Some day, when man shall have made all things alike, the earth will be
a dull, tedious dwelling-place, and we shall have even to give up
traveling and seeking for a change which shall no longer be found.

At about six o'clock, we dropped anchor noisily amid the mass of
vessels already there, and were immediately invaded.

Invaded by a mercantile, bustling, comical Japan, which rushed upon us
in full boat-loads, full junks, like a rising sea; little men and
little women coming in a continuous, uninterrupted stream, without
cries, without squabbles, noiselessly, each one making so smiling a
bow that it was impossible to be angry with them, and that indeed by
reflex action we smiled and bowed also. They all carried on their
backs little baskets, little boxes, receptacles of every shape,
fitting into each other in the most ingenious manner, each one
containing several others, and multiplying till they filled up
everything, in endless number; from these they drew forth all manners
of curious and unexpected things, folding screens, slippers, soap,
lanterns, sleeve-links, live cicalas chirping in little cages,
jewelry, tame white mice turning little cardboard mills, quaint
photographs, hot soups and stews in bowls ready to be served out in
rations to the crew;--china, a legion of vases, teapots, cups, little
pots and plates. In one moment, all this was unpacked, spread out with
astounding rapidity and a certain talent for arrangement; each seller
squatting monkey-like, hands touching feet, behind his fancy
ware--always smiling, bending low with the most engaging bows. Under
the mass of these many-colored things, the deck presented the
appearance of an immense bazaar; the sailors, very much amused and
full of fun, walked among the heaped-up piles, taking the little women
by the chin, buying anything and everything, throwing broadcast their
white dollars. But, good gracious, how ugly, mean and grotesque all
those folk were. Given my projects of marriage, I began to feel
singularly uneasy and disenchanted.

* * * * *

Yves and myself were on duty till the next morning, and after the
first bustle, which always takes place on board when settling down in
harbor--(boats to lower, booms to swing out, running rigging to make
taut)--we had nothing more to do but to look on. We said to one
another: "Where are we in reality?--In the United States?--In some
English Colony in Australia, or in New Zealand?"

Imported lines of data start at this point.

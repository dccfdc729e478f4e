//! Invoices domain module (event-sourced).
//!
//! Billing side of the order-to-cash workflow: invoice lifecycle, the
//! payment ledger (`amount_paid` / `balance_due`), and credit notes
//! (negative-total invoices that reverse or adjust a prior invoice).

pub mod credit;
pub mod invoice;

pub use credit::{CreditApplication, application, validate_source};
pub use invoice::{
    ApplyCredit, ChangeInvoiceStatus, CreditApplied, CreditNoteApplied, InvoiceLine,
    InvoicePayment, Invoice, InvoiceCommand, InvoiceEvent, InvoiceId, InvoiceIssued, InvoiceKind,
    InvoiceStatus, InvoiceStatusChanged, IssueInvoice, MarkCreditNoteApplied, PaymentMethod,
    PaymentRecorded, RecordPayment,
};
use axum::{Json, http::StatusCode, response::IntoResponse};

pub async fn health() -> StatusCode {
    StatusCode::OK
}

pub async fn whoami(
    axum::extract::Extension(tenant): axum::extract::Extension<crate::context::TenantContext>,
    axum::extract::Extension(actor): axum::extract::Extension<crate::context::ActorContext>,
) -> impl IntoResponse {
    Json(serde_json::json!({
        "tenant_id": tenant.tenant_id().to_string(),
        "user_id": actor.user_id().to_string(),
    }))
}
use axum::http::StatusCode;
use axum::response::IntoResponse;
use serde::de::DeserializeOwned;
use serde_json::json;

use stockflow_infra::command_dispatcher::DispatchError;

pub fn dispatch_error_to_response(err: DispatchError) -> axum::response::Response {
    match err {
        DispatchError::Concurrency(msg) => json_error(StatusCode::CONFLICT, "conflict", msg),
        DispatchError::Validation(msg) => {
            json_error(StatusCode::BAD_REQUEST, "validation_error", msg)
        }
        DispatchError::InvariantViolation(msg) => {
            json_error(StatusCode::UNPROCESSABLE_ENTITY, "invariant_violation", msg)
        }
        DispatchError::InvalidTransition { from, to } => json_error(
            StatusCode::UNPROCESSABLE_ENTITY,
            "invalid_transition",
            format!("cannot transition from '{from}' to '{to}'"),
        ),
        DispatchError::QuantityConservation(msg) => {
            json_error(StatusCode::UNPROCESSABLE_ENTITY, "quantity_conservation", msg)
        }
        DispatchError::InsufficientBalance(msg) => {
            json_error(StatusCode::UNPROCESSABLE_ENTITY, "insufficient_balance", msg)
        }
        DispatchError::InvalidCreditNoteSource(msg) => json_error(
            StatusCode::UNPROCESSABLE_ENTITY,
            "invalid_credit_note_source",
            msg,
        ),
        DispatchError::NotFound => json_error(StatusCode::NOT_FOUND, "not_found", "not found"),
        DispatchError::Deserialize(msg) => {
            json_error(StatusCode::INTERNAL_SERVER_ERROR, "deserialize_error", msg)
        }
        DispatchError::Store(e) => json_error(
            StatusCode::INTERNAL_SERVER_ERROR,
            "store_error",
            format!("{e:?}"),
        ),
        DispatchError::Publish(msg) => json_error(StatusCode::BAD_GATEWAY, "publish_error", msg),
        DispatchError::TenantIsolation(msg) => {
            json_error(StatusCode::FORBIDDEN, "tenant_isolation", msg)
        }
    }
}

pub fn json_error(
    status: StatusCode,
    code: &'static str,
    message: impl Into<String>,
) -> axum::response::Response {
    (
        status,
        axum::Json(json!({
            "error": code,
            "message": message.into(),
        })),
    )
        .into_response()
}

/// Parse a lowercase wire value (status, payment method, pipeline stage) into
/// its closed enum via the same serde names used in payloads.
pub fn parse_enum<T: DeserializeOwned>(
    value: &str,
    what: &'static str,
) -> Result<T, axum::response::Response> {
    serde_json::from_value::<T>(serde_json::Value::String(value.to_string())).map_err(|_| {
        json_error(
            StatusCode::BAD_REQUEST,
            "invalid_value",
            format!("'{value}' is not a valid {what}"),
        )
    })
}
use chrono::{DateTime, Utc};
use rust_decimal::Decimal;
use serde::{Deserialize, Serialize};

use stockflow_core::{Aggregate, AggregateId, AggregateRoot, DomainError, TenantId};
use stockflow_events::Event;

/// Inventory item identifier (tenant-scoped via `tenant_id` fields in events/commands).
#[derive(Debug, Copy, Clone, PartialEq, Eq, Hash, Serialize, Deserialize)]
#[serde(transparent)]
pub struct InventoryItemId(pub AggregateId);

impl InventoryItemId {
    pub fn new(id: AggregateId) -> Self {
        Self(id)
    }
}

impl core::fmt::Display for InventoryItemId {
    fn fmt(&self, f: &mut core::fmt::Formatter<'_>) -> core::fmt::Result {
        core::fmt::Display::fmt(&self.0, f)
    }
}

/// Aggregate root: InventoryItem.
#[derive(Debug, Clone, PartialEq, Eq)]
pub struct InventoryItem {
    id: InventoryItemId,
    tenant_id: Option<TenantId>,
    name: String,
    sku: Option<String>,
    unit_price: Decimal,
    stock: i64,
    version: u64,
    created: bool,
}

impl InventoryItem {
    /// Create an empty, not-yet-created aggregate instance for rehydration.
    pub fn empty(id: InventoryItemId) -> Self {
        Self {
            id,
            tenant_id: None,
            name: String::new(),
            sku: None,
            unit_price: Decimal::ZERO,
            stock: 0,
            version: 0,
            created: false,
        }
    }

    pub fn id_typed(&self) -> InventoryItemId {
        self.id
    }

    pub fn tenant_id(&self) -> Option<TenantId> {
        self.tenant_id
    }

    pub fn name(&self) -> &str {
        &self.name
    }

    pub fn sku(&self) -> Option<&str> {
        self.sku.as_deref()
    }

    pub fn unit_price(&self) -> Decimal {
        self.unit_price
    }

    pub fn stock(&self) -> i64 {
        self.stock
    }
}

impl AggregateRoot for InventoryItem {
    type Id = InventoryItemId;

    fn id(&self) -> &Self::Id {
        &self.id
    }

    fn version(&self) -> u64 {
        self.version
    }
}

/// Command: CreateItem.
#[derive(Debug, Clone, PartialEq, Eq, Serialize, Deserialize)]
pub struct CreateItem {
    pub tenant_id: TenantId,
    pub item_id: InventoryItemId,
    pub name: String,
    pub sku: Option<String>,
    pub unit_price: Decimal,
    pub occurred_at: DateTime<Utc>,
}

/// Command: AdjustStock.
#[derive(Debug, Clone, PartialEq, Eq, Serialize, Deserialize)]
pub struct AdjustStock {
    pub tenant_id: TenantId,
    pub item_id: InventoryItemId,
    pub delta: i64,
    pub occurred_at: DateTime<Utc>,
}

/// Command: RepriceItem.
#[derive(Debug, Clone, PartialEq, Eq, Serialize, Deserialize)]
pub struct RepriceItem {
    pub tenant_id: TenantId,
    pub item_id: InventoryItemId,
    pub unit_price: Decimal,
    pub occurred_at: DateTime<Utc>,
}

#[derive(Debug, Clone, PartialEq, Eq, Serialize, Deserialize)]
pub enum InventoryCommand {
    CreateItem(CreateItem),
    AdjustStock(AdjustStock),
    RepriceItem(RepriceItem),
}

/// Event: ItemCreated.
#[derive(Debug, Clone, PartialEq, Eq, Serialize, Deserialize)]
pub struct ItemCreated {
    pub tenant_id: TenantId,
    pub item_id: InventoryItemId,
    pub name: String,
    pub sku: Option<String>,
    pub unit_price: Decimal,
    pub occurred_at: DateTime<Utc>,
}

/// Event: StockAdjusted.
#[derive(Debug, Clone, PartialEq, Eq, Serialize, Deserialize)]
pub struct StockAdjusted {
    pub tenant_id: TenantId,
    pub item_id: InventoryItemId,
    pub delta: i64,
    pub occurred_at: DateTime<Utc>,
}

/// Event: ItemRepriced.
#[derive(Debug, Clone, PartialEq, Eq, Serialize, Deserialize)]
pub struct ItemRepriced {
    pub tenant_id: TenantId,
    pub item_id: InventoryItemId,
    pub unit_price: Decimal,
    pub occurred_at: DateTime<Utc>,
}

#[derive(Debug, Clone, PartialEq, Eq, Serialize, Deserialize)]
pub enum InventoryEvent {
    ItemCreated(ItemCreated),
    StockAdjusted(StockAdjusted),
    ItemRepriced(ItemRepriced),
}

impl Event for InventoryEvent {
    fn event_type(&self) -> &'static str {
        match self {
            InventoryEvent::ItemCreated(_) => "inventory.item.created",
            InventoryEvent::StockAdjusted(_) => "inventory.item.stock_adjusted",
            InventoryEvent::ItemRepriced(_) => "inventory.item.repriced",
        }
    }

    fn version(&self) -> u32 {
        1
    }

    fn occurred_at(&self) -> DateTime<Utc> {
        match self {
            InventoryEvent::ItemCreated(e) => e.occurred_at,
            InventoryEvent::StockAdjusted(e) => e.occurred_at,
            InventoryEvent::ItemRepriced(e) => e.occurred_at,
        }
    }
}

impl Aggregate for InventoryItem {
    type Command = InventoryCommand;
    type Event = InventoryEvent;
    type Error = DomainError;

    fn apply(&mut self, event: &Self::Event) {
        match event {
            InventoryEvent::ItemCreated(e) => {
                self.id = e.item_id;
                self.tenant_id = Some(e.tenant_id);
                self.name = e.name.clone();
                self.sku = e.sku.clone();
                self.unit_price = e.unit_price;
                self.stock = 0;
                self.created = true;
            }
            InventoryEvent::StockAdjusted(e) => {
                self.stock += e.delta;
            }
            InventoryEvent::ItemRepriced(e) => {
                self.unit_price = e.unit_price;
            }
        }

        // Deterministic version tracking: +1 per applied event.
        self.version += 1;
    }

    fn handle(&self, command: &Self::Command) -> Result<Vec<Self::Event>, Self::Error> {
        match command {
            InventoryCommand::CreateItem(cmd) => self.handle_create(cmd),
            InventoryCommand::AdjustStock(cmd) => self.handle_adjust(cmd),
            InventoryCommand::RepriceItem(cmd) => self.handle_reprice(cmd),
        }
    }
}

impl InventoryItem {
    fn ensure_tenant(&self, tenant_id: TenantId) -> Result<(), DomainError> {
        if !self.created {
            return Ok(());
        }
        if self.tenant_id != Some(tenant_id) {
            return Err(DomainError::invariant("tenant mismatch"));
        }
        Ok(())
    }

    fn ensure_item_id(&self, item_id: InventoryItemId) -> Result<(), DomainError> {
        if self.id != item_id {
            return Err(DomainError::invariant("item_id mismatch"));
        }
        Ok(())
    }

    fn handle_create(&self, cmd: &CreateItem) -> Result<Vec<InventoryEvent>, DomainError> {
        if self.created {
            return Err(DomainError::conflict("item already exists"));
        }
        if cmd.name.trim().is_empty() {
            return Err(DomainError::validation("name cannot be empty"));
        }
        if cmd.unit_price < Decimal::ZERO {
            return Err(DomainError::validation("unit_price cannot be negative"));
        }
        Ok(vec![InventoryEvent::ItemCreated(ItemCreated {
            tenant_id: cmd.tenant_id,
            item_id: cmd.item_id,
            name: cmd.name.clone(),
            sku: cmd.sku.clone(),
            unit_price: cmd.unit_price,
            occurred_at: cmd.occurred_at,
        })])
    }

    fn handle_adjust(&self, cmd: &AdjustStock) -> Result<Vec<InventoryEvent>, DomainError> {
        if !self.created {
            return Err(DomainError::not_found());
        }
        self.ensure_tenant(cmd.tenant_id)?;
        self.ensure_item_id(cmd.item_id)?;

        if cmd.delta == 0 {
            return Err(DomainError::validation("delta cannot be zero"));
        }

        let new_stock = self.stock + cmd.delta;
        if new_stock < 0 {
            return Err(DomainError::invariant("stock cannot go negative"));
        }

        Ok(vec![InventoryEvent::StockAdjusted(StockAdjusted {
            tenant_id: cmd.tenant_id,
            item_id: cmd.item_id,
            delta: cmd.delta,
            occurred_at: cmd.occurred_at,
        })])
    }

    fn handle_reprice(&self, cmd: &RepriceItem) -> Result<Vec<InventoryEvent>, DomainError> {
        if !self.created {
            return Err(DomainError::not_found());
        }
        self.ensure_tenant(cmd.tenant_id)?;
        self.ensure_item_id(cmd.item_id)?;

        if cmd.unit_price < Decimal::ZERO {
            return Err(DomainError::validation("unit_price cannot be negative"));
        }

        Ok(vec![InventoryEvent::ItemRepriced(ItemRepriced {
            tenant_id: cmd.tenant_id,
            item_id: cmd.item_id,
            unit_price: cmd.unit_price,
            occurred_at: cmd.occurred_at,
        })])
    }
}

#[cfg(test)]
mod tests {
    use super::*;
    use rust_decimal_macros::dec;
    use stockflow_core::AggregateId;
    use stockflow_events::execute;

    fn test_tenant_id() -> TenantId {
        TenantId::new()
    }

    fn test_item_id() -> InventoryItemId {
        InventoryItemId::new(AggregateId::new())
    }

    fn test_time() -> DateTime<Utc> {
        Utc::now()
    }

    fn created_item(tenant_id: TenantId, item_id: InventoryItemId) -> InventoryItem {
        let mut item = InventoryItem::empty(item_id);
        execute(
            &mut item,
            &InventoryCommand::CreateItem(CreateItem {
                tenant_id,
                item_id,
                name: "Widget A".to_string(),
                sku: Some("WID-A".to_string()),
                unit_price: dec!(50),
                occurred_at: test_time(),
            }),
        )
        .unwrap();
        item
    }

    #[test]
    fn create_item_captures_master_data() {
        let tenant_id = test_tenant_id();
        let item_id = test_item_id();
        let item = created_item(tenant_id, item_id);

        assert_eq!(item.name(), "Widget A");
        assert_eq!(item.sku(), Some("WID-A"));
        assert_eq!(item.unit_price(), dec!(50));
        assert_eq!(item.stock(), 0);
        assert_eq!(item.tenant_id(), Some(tenant_id));
    }

    #[test]
    fn stock_adjustments_accumulate() {
        let tenant_id = test_tenant_id();
        let item_id = test_item_id();
        let mut item = created_item(tenant_id, item_id);

        for delta in [5, 10, -3, 7] {
            execute(
                &mut item,
                &InventoryCommand::AdjustStock(AdjustStock {
                    tenant_id,
                    item_id,
                    delta,
                    occurred_at: test_time(),
                }),
            )
            .unwrap();
        }

        assert_eq!(item.stock(), 19);
    }

    #[test]
    fn stock_cannot_go_negative() {
        let tenant_id = test_tenant_id();
        let item_id = test_item_id();
        let mut item = created_item(tenant_id, item_id);

        let err = execute(
            &mut item,
            &InventoryCommand::AdjustStock(AdjustStock {
                tenant_id,
                item_id,
                delta: -1,
                occurred_at: test_time(),
            }),
        )
        .unwrap_err();

        match err {
            DomainError::InvariantViolation(msg) if msg.contains("stock cannot go negative") => {}
            e => panic!("Expected InvariantViolation, got: {e:?}"),
        }
    }

    #[test]
    fn reprice_updates_unit_price_only() {
        let tenant_id = test_tenant_id();
        let item_id = test_item_id();
        let mut item = created_item(tenant_id, item_id);

        execute(
            &mut item,
            &InventoryCommand::RepriceItem(RepriceItem {
                tenant_id,
                item_id,
                unit_price: dec!(75.50),
                occurred_at: test_time(),
            }),
        )
        .unwrap();

        assert_eq!(item.unit_price(), dec!(75.50));
        assert_eq!(item.name(), "Widget A");
    }

    #[test]
    fn commands_from_wrong_tenant_are_rejected() {
        let tenant_id = test_tenant_id();
        let item_id = test_item_id();
        let mut item = created_item(tenant_id, item_id);

        let err = execute(
            &mut item,
            &InventoryCommand::AdjustStock(AdjustStock {
                tenant_id: test_tenant_id(),
                item_id,
                delta: 1,
                occurred_at: test_time(),
            }),
        )
        .unwrap_err();

        match err {
            DomainError::InvariantViolation(msg) if msg.contains("tenant mismatch") => {}
            e => panic!("Expected tenant mismatch, got: {e:?}"),
        }
    }
}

Consular residences, custom-house offices, manufactories; a dry dock
in which a Russian frigate was lying; on the heights the large
European concession, sprinkled with villas, and on the quays, American
bars for the sailors. Further off, it is true, further off, far away
behind these common-place objects, in the very depths of the immense
green valley, peered thousands upon thousands of tiny black houses, a
tangled mass of curious appearance, from which here and there emerged
some higher, dark red, painted roofs, probably the true old Japanese
Nagasaki which still exists. And in those quarters, who knows, there
may be, lurking behind a paper screen, some affected cat's-eyed little
woman, whom perhaps in two or three days (having no time to lose) I
shall marry!! But no, the picture painted by my fancy has faded. I can
no longer see this little creature in my mind's eye; the sellers of
the white mice have blurred her image; I fear now, lest she should be
like them.

At nightfall, the decks were suddenly cleared as by enchantment; in a
second, they had all shut up their boxes, folded their sliding
screens, their trick fans, and, humbly bowing to each of us, the
little men and little women disappeared.

Slowly, as the shades of night closed around us mingling all things in
the bluish darkness, this Japan surrounding us, became once more, by
degrees, little by little, a fairy-like and enchanted country. The
great mountains, now all black, were mirrored and doubled in the still
water at their feet on which we floated, reflecting therein their
sharply reversed outlines, and presenting the mirage of fearful
precipices, over which we hung:--- the stars also were reversed in
their order, making, in the depths of the imaginary abyss, a
sprinkling of tiny phosphorescent lights.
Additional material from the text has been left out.